The model stated here, as in every area where model construction is occurring, is really a dozen different types, like Chevrolet and Ford models. Each man, group, or agency working on the problem declares its own premises, pursues a logic that will lead where it wishes to go, and uses the consequences of the model's projections for its own ends. I am sure that you have noted the continuous debate over what the Gross National Product be composed of and interpreted to be. The central idea is simple: it is that the economy of a nation may be looked at as a whole, and that the economy can be conceived of as a continuous cycle, with inputs and outputs at points in the process equaling each other in the final analysis. Yet the idea of national accounting has developed only in the last generation, because what seems simple in retrospect was, like most major inventions, difficult to conceive and to carry out in practice. There are still many who believe, with some reason, that the whole idea of national accounting and the GNP, which lumps government expenditures with individual expenditures, is an invitation to greater governmental activity and unbalanced budgets. However, the concept, the tool, is likely to become much more accurate and clear as to its several meanings. More and better data will be gathered with the concept in mind, which in turn will make it more useful, until we shall ultimately be able to summarize compactly all the important transactions going on in an economy and make public policies that are more rational. Meanwhile, the same idea of a cycle of transactions can be used for studies of the use of the time of a population or group in psychology and social psychology. The energies of a culture can be perhaps registered and cycled some day, so as to give us the ready comprehension of social systems that Harvey's theory of the circulation of the blood gave to all students of physiology long ago. The dynamics of a factory, an insurance office, and the supply of a metropolis can also lend themselves to the input-output analysis and cyclical study.
Computer Programming and Manipulation
The refinement and use of models, of game theory, and in fact most complex methods of looking at human relations depend upon our ability to collect, store and retrieve data. These needs point directly in turn to the most prominent development in the social sciences, progress in computer technology. Not one but half a dozen major fields of research and applications are growing rapidly in the area centered around the electronic computer.

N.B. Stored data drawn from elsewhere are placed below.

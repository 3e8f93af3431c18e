//! Indicator helpers shared by the strategies.
//!
//! All functions work on the tail of the input: a window of `period` values
//! ending at the last element. They return `None` when there are fewer than
//! `period` values or the period is zero.

use crate::domain::ohlcv::Bar;

/// Simple moving average of the last `period` values.
pub fn sma(values: &[f64], period: usize) -> Option<f64> {
    let window = tail(values, period)?;
    Some(window.iter().sum::<f64>() / period as f64)
}

pub fn highest(values: &[f64], period: usize) -> Option<f64> {
    tail(values, period).map(|w| w.iter().copied().fold(f64::MIN, f64::max))
}

pub fn lowest(values: &[f64], period: usize) -> Option<f64> {
    tail(values, period).map(|w| w.iter().copied().fold(f64::MAX, f64::min))
}

/// Percentage change over `period` bars: (C[i] / C[i-period] - 1) * 100.
pub fn roc(values: &[f64], period: usize) -> Option<f64> {
    if period == 0 || values.len() <= period {
        return None;
    }
    let last = values[values.len() - 1];
    let base = values[values.len() - 1 - period];
    if base == 0.0 {
        return None;
    }
    Some((last / base - 1.0) * 100.0)
}

/// Wilder-smoothed average true range, one entry per bar.
///
/// The first `period - 1` entries are `None`; entry `period - 1` is the
/// plain average of the first `period` true ranges (the first bar uses
/// high - low).
pub fn atr_series(bars: &[Bar], period: usize) -> Vec<Option<f64>> {
    if period == 0 || bars.len() < period {
        return vec![None; bars.len()];
    }

    let tr_values: Vec<f64> = bars
        .iter()
        .enumerate()
        .map(|(i, bar)| {
            if i == 0 {
                bar.high - bar.low
            } else {
                bar.true_range(bars[i - 1].close)
            }
        })
        .collect();

    let mut results: Vec<Option<f64>> = Vec::with_capacity(bars.len());
    let mut prev_atr = 0.0;
    for i in 0..bars.len() {
        if i < period - 1 {
            results.push(None);
        } else if i == period - 1 {
            prev_atr = tr_values[0..=i].iter().sum::<f64>() / period as f64;
            results.push(Some(prev_atr));
        } else {
            prev_atr = (prev_atr * (period - 1) as f64 + tr_values[i]) / period as f64;
            results.push(Some(prev_atr));
        }
    }
    results
}

/// ATR at the last bar.
pub fn atr(bars: &[Bar], period: usize) -> Option<f64> {
    atr_series(bars, period).last().copied().flatten()
}

fn tail(values: &[f64], period: usize) -> Option<&[f64]> {
    if period == 0 || values.len() < period {
        return None;
    }
    Some(&values[values.len() - period..])
}

#[cfg(test)]
mod tests {
    use super::*;
    use chrono::{Duration, TimeZone, Utc};

    fn make_bar(i: i64, high: f64, low: f64, close: f64) -> Bar {
        Bar {
            ticker: "TEST".into(),
            timestamp: Utc.with_ymd_and_hms(2024, 1, 1, 21, 0, 0).unwrap() + Duration::days(i),
            open: close,
            high,
            low,
            close,
            volume: 1000,
        }
    }

    #[test]
    fn sma_uses_tail_window() {
        let values = [1.0, 2.0, 3.0, 4.0, 5.0];
        assert_eq!(sma(&values, 3), Some(4.0));
        assert_eq!(sma(&values, 5), Some(3.0));
        assert_eq!(sma(&values, 6), None);
        assert_eq!(sma(&values, 0), None);
    }

    #[test]
    fn highest_and_lowest() {
        let values = [5.0, 1.0, 9.0, 3.0, 4.0];
        assert_eq!(highest(&values, 3), Some(9.0));
        assert_eq!(lowest(&values, 3), Some(3.0));
        assert_eq!(highest(&values, 2), Some(4.0));
        assert_eq!(lowest(&values, 10), None);
    }

    #[test]
    fn roc_percentage() {
        let values = [100.0, 97.0];
        let r = roc(&values, 1).unwrap();
        assert!((r - (-3.0)).abs() < 1e-9);
        assert_eq!(roc(&values, 2), None);
    }

    #[test]
    fn atr_warmup() {
        let bars: Vec<Bar> = (0..5).map(|i| make_bar(i, 110.0, 90.0, 100.0)).collect();
        let series = atr_series(&bars, 3);
        assert_eq!(series.len(), 5);
        assert!(series[0].is_none());
        assert!(series[1].is_none());
        assert!(series[2].is_some());
        assert!(series[4].is_some());
    }

    #[test]
    fn atr_seed_is_average() {
        let bars = vec![
            make_bar(0, 110.0, 100.0, 105.0),
            make_bar(1, 115.0, 105.0, 110.0),
            make_bar(2, 120.0, 110.0, 115.0),
        ];
        let expected = (10.0 + 10.0 + 10.0) / 3.0;
        assert!((atr(&bars, 3).unwrap() - expected).abs() < 1e-9);
    }

    #[test]
    fn atr_wilder_smoothing() {
        let bars = vec![
            make_bar(0, 110.0, 100.0, 105.0),
            make_bar(1, 115.0, 105.0, 110.0),
            make_bar(2, 120.0, 110.0, 115.0),
            make_bar(3, 125.0, 115.0, 120.0),
        ];
        let expected = (10.0 * 2.0 + 10.0) / 3.0;
        assert!((atr(&bars, 3).unwrap() - expected).abs() < 1e-9);
    }

    #[test]
    fn atr_insufficient_bars() {
        let bars: Vec<Bar> = (0..2).map(|i| make_bar(i, 110.0, 90.0, 100.0)).collect();
        assert!(atr(&bars, 5).is_none());
        assert_eq!(atr_series(&bars, 5), vec![None, None]);
    }
}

The first one, the ENIAC, was completed in 1946. Hundreds are in use today.
Let us admit to begin with that the computer, or better, "the Computer System", has two major gaps. Someone must give it a job to do; it must be programmed. Someone must feed it data, for it does not forage by itself. But then, it has marvelous capacities and is increasing them all the time while growing smaller in size. It can ingest data far beyond our capacity to feed it, both in speed and in quantity. It can sort the data into a great many pre-established categories. And it can seek out relations among the data--thousands of them--exactly, and with great speed. Finally, it can report its findings in one or more of several ways, or it can store its findings too in order to report them later on. In all of these operations, the machine does not go beyond the human imagination; it goes beyond human mechanics. At the same time, its mechanics are so beautiful that they inspire men to exercise the sluggish parts of their minds where they had never dared to let their imagination probe. Therefore, the introduction of computer systems into the behavioral sciences has encouraged us to carry out intellectual projects that we should have been mad to consider a few years ago.
To begin with, there are the data storage, retrieval, and reporting functions of business and commerce. These include maintaining and reporting the payroll and inventory. An insurance company can computerize its files maintenance, its accounting, its premium billing, its reserves calculations, its actuarial processes, and its dividend calculations. Other businesses can computerize analogous processes. If this were all, perhaps we would not become excited by computer possibilities in the social sciences. This would be more speed doing the same well-known business operations. But first the speed is important for some of the data of social science such as recording and reporting the U. S. Census. The large volume of fact stored is important for the same kinds of operations and now some of the difficult problems of the history of social science can get some relief. For instance, under way are new, more exacting and accurate Biblical exegesis and content analysis of the works of great literary figures and philosophers such as St. Thomas Aquinas and Shakespeare. The machine's ample memory and searching and connecting features become most useful in finding the full context in which such writers treat words referring to God, justice, and other ideas. Any index, such as you find in the back of most books, is a sample of the contents weighted by importance. The computer permits a much greater sample and many more concepts to be related in more complex forms. at the same time, we increase the data that can be classified, compared, and analyzed.
A U. S. Senate Report last year reported that the AEC, the CIA, ASTIA, the Patent Office, and the National Library of Medicine were making rapid progress in developing systems of information retrieval of information is by all odds the toughest of the information processing problems...For us this problem is particularly vexing since our document center alone receives thousands of different intelligence documents each week in numbers of copies running into the tens of thousands. This is exclusive of newspapers, press summaries, books, maps, and other such open material which is acquired by the library in an average of 200,000 pieces per month." The CIA has been using an IBM system of punched cards. It is now moving into a more capacious and speedier type of machine system, since certain problems of introducing data into the system and classifying it have been solved.
These are but beginnings. The ultimate target of automated information processing and retrieval is some two million persons in America whose business is consuming symbols, so that they may emit other symbols and give orders and advice. This is the intelligentsia of the country, and I hope that you will not think that I am flattering you when I say that your work puts you in their ranks. So are many other business executives, along with scientists and scholars.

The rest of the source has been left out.